╔══

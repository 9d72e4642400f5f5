//! Renders a caller's transactions as an HTML fragment for HTMX clients.

use maud::{Markup, html};

use crate::{
    endpoints::{self, format_endpoint},
    transaction::service::TransactionList,
};

const TABLE_STYLE: &str = "w-full text-sm text-left text-gray-500 dark:text-gray-400";
const TABLE_HEADER_STYLE: &str = "text-xs text-gray-700 uppercase \
    bg-gray-50 dark:bg-gray-700 dark:text-gray-400";
const TABLE_ROW_STYLE: &str = "bg-white border-b dark:bg-gray-800 dark:border-gray-700";
const TABLE_CELL_STYLE: &str = "px-6 py-4";
const BUTTON_DELETE_STYLE: &str = "text-red-600 hover:text-red-500 \
    dark:text-red-500 dark:hover:text-red-400 underline bg-transparent \
    border-none cursor-pointer";

/// The text shown when the caller has no transactions.
pub const NO_TRANSACTIONS_TEXT: &str = "No transactions";

/// Render `list` as a table with a row per transaction and a final sum row.
///
/// An empty list renders a short notice instead of an empty table.
pub fn transactions_fragment(list: &TransactionList) -> Markup {
    if list.transactions.is_empty() {
        return html! {
            p class="italic" { (NO_TRANSACTIONS_TEXT) }
        };
    }

    html! {
        table class=(TABLE_STYLE)
        {
            thead class=(TABLE_HEADER_STYLE)
            {
                tr
                {
                    th scope="col" class=(TABLE_CELL_STYLE) { "Description" }
                    th scope="col" class={(TABLE_CELL_STYLE) " text-right"} { "Amount" }
                    th scope="col" class=(TABLE_CELL_STYLE) {}
                }
            }

            tbody
            {
                @for transaction in &list.transactions {
                    tr class=(TABLE_ROW_STYLE) data-transaction-id=(transaction.id)
                    {
                        td class=(TABLE_CELL_STYLE) { (transaction.description) }
                        td class={(TABLE_CELL_STYLE) " text-right"} { (transaction.amount) }
                        td class=(TABLE_CELL_STYLE)
                        {
                            button
                                hx-delete=(format_endpoint(endpoints::TRANSACTION_BY_ID, transaction.id))
                                hx-confirm="Are you sure you want to delete this transaction?"
                                hx-swap="none"
                                class=(BUTTON_DELETE_STYLE)
                            {
                                "Delete"
                            }
                        }
                    }
                }
            }

            tfoot
            {
                tr class="font-semibold text-gray-900 dark:text-white"
                {
                    th scope="row" class=(TABLE_CELL_STYLE) { "Sum" }
                    td class={(TABLE_CELL_STYLE) " text-right"} data-sum=(list.sum) { (list.sum) }
                    td class=(TABLE_CELL_STYLE) {}
                }
            }
        }
    }
}
//! Sets up the application database.

use rusqlite::{Connection, Transaction as SqlTransaction, TransactionBehavior};

use crate::{Error, transaction::create_transaction_table, user::create_user_table};

/// Create all of the database tables for the application.
///
/// Foreign key enforcement is switched on for `connection`. Tables that
/// already exist are left untouched, so this is safe to call on every start.
///
/// # Errors
/// This function may return a [Error::SqlError] if something went wrong creating the tables.
pub fn initialize(connection: &Connection) -> Result<(), Error> {
    // Has no effect inside a transaction, so it must come first.
    connection.execute_batch("PRAGMA foreign_keys = ON;")?;

    let transaction = SqlTransaction::new_unchecked(connection, TransactionBehavior::Exclusive)?;

    create_user_table(&transaction)?;
    create_transaction_table(&transaction)?;

    transaction.commit()?;

    Ok(())
}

╚══

**What is expected**. How many lines of the records contain "left"? Answer with the number only.

**Solution**. 2